--- Work task ---
Reproduce every record exactly as written.

--- Source information ---
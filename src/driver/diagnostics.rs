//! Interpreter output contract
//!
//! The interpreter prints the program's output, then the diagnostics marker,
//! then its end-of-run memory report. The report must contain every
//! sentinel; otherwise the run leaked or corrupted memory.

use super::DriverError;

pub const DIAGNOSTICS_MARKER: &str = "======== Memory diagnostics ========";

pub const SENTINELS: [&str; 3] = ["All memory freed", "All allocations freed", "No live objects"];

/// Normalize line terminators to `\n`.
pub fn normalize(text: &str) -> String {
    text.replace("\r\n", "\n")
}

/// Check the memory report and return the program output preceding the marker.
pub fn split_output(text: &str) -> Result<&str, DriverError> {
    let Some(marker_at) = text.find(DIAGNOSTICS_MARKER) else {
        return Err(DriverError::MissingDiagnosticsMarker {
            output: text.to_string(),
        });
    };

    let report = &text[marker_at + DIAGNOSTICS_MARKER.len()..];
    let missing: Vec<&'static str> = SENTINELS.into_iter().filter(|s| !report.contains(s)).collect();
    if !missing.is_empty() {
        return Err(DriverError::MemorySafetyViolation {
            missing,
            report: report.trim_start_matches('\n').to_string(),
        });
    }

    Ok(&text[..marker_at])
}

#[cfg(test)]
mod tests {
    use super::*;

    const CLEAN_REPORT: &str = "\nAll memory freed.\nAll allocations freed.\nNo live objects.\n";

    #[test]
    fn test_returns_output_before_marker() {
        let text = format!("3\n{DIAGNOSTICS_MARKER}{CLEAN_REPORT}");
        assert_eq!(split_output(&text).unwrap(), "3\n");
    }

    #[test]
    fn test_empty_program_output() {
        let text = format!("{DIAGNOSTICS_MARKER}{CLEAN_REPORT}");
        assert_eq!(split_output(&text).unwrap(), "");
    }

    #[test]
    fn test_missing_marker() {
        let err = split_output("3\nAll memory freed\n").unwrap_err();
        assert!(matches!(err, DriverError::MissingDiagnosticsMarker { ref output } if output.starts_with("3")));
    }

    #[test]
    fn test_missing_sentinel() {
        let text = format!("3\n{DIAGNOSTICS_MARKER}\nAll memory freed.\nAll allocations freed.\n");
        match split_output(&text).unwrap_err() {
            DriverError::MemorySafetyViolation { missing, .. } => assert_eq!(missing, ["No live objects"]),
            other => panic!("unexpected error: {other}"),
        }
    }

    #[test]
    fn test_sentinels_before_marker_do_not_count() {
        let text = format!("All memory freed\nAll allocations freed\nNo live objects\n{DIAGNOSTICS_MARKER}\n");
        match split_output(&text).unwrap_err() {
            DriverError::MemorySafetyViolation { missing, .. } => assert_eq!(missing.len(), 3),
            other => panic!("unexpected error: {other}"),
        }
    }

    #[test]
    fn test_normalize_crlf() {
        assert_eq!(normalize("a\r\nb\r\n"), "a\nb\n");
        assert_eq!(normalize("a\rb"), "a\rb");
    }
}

--- Worked solution ---
filename src/driver/diagnostics.rs
//! Interpreter output contract
//!
//! The interpreter prints the program's output, then the diagnostics marker,
//! then its end-of-run memory report. The report must contain every
//! sentinel; otherwise the run leaked or corrupted memory.

use super::DriverError;

pub const DIAGNOSTICS_MARKER: &str = "======== Memory diagnostics ========";

pub const SENTINELS: [&str; 3] = ["All memory freed", "All allocations freed", "No live objects"];

/// Normalize line terminators to `\n`.
pub fn normalize(text: &str) -> String {
    text.replace("\r\n", "\n")
}

/// Check the memory report and return the program output preceding the marker.
pub fn split_output(text: &str) -> Result<&str, DriverError> {
    let Some(marker_at) = text.find(DIAGNOSTICS_MARKER) else {
        return Err(DriverError::MissingDiagnosticsMarker {
            output: text.to_string(),
        });
    };

    let report = &text[marker_at + DIAGNOSTICS_MARKER.len()..];
    let missing: Vec<&'static str> = SENTINELS.into_iter().filter(|s| !report.contains(s)).collect();
    if !missing.is_empty() {
        return Err(DriverError::MemorySafetyViolation {
            missing,
            report: report.trim_start_matches('\n').to_string(),
        });
    }

    Ok(&text[..marker_at])
}

#[cfg(test)]
mod tests {
    use super::*;

    const CLEAN_REPORT: &str = "\nAll memory freed.\nAll allocations freed.\nNo live objects.\n";

    #[test]
    fn test_returns_output_before_marker() {
        let text = format!("3\n{DIAGNOSTICS_MARKER}{CLEAN_REPORT}");
        assert_eq!(split_output(&text).unwrap(), "3\n");
    }

    #[test]
    fn test_empty_program_output() {
        let text = format!("{DIAGNOSTICS_MARKER}{CLEAN_REPORT}");
        assert_eq!(split_output(&text).unwrap(), "");
    }

    #[test]
    fn test_missing_marker() {
        let err = split_output("3\nAll memory freed\n").unwrap_err();
        assert!(matches!(err, DriverError::MissingDiagnosticsMarker { ref output } if output.starts_with("3")));
    }

    #[test]
    fn test_missing_sentinel() {
        let text = format!("3\n{DIAGNOSTICS_MARKER}\nAll memory freed.\nAll allocations freed.\n");
        match split_output(&text).unwrap_err() {
            DriverError::MemorySafetyViolation { missing, .. } => assert_eq!(missing, ["No live objects"]),
            other => panic!("unexpected error: {other}"),
        }
    }

    #[test]
    fn test_sentinels_before_marker_do_not_count() {
        let text = format!("All memory freed\nAll allocations freed\nNo live objects\n{DIAGNOSTICS_MARKER}\n");
        match split_output(&text).unwrap_err() {
            DriverError::MemorySafetyViolation { missing, .. } => assert_eq!(missing.len(), 3),
            other => panic!("unexpected error: {other}"),
        }
    }

    #[test]
    fn test_normalize_crlf() {
        assert_eq!(normalize("a\r\nb\r\n"), "a\nb\n");
        assert_eq!(normalize("a\rb"), "a\rb");
    }
}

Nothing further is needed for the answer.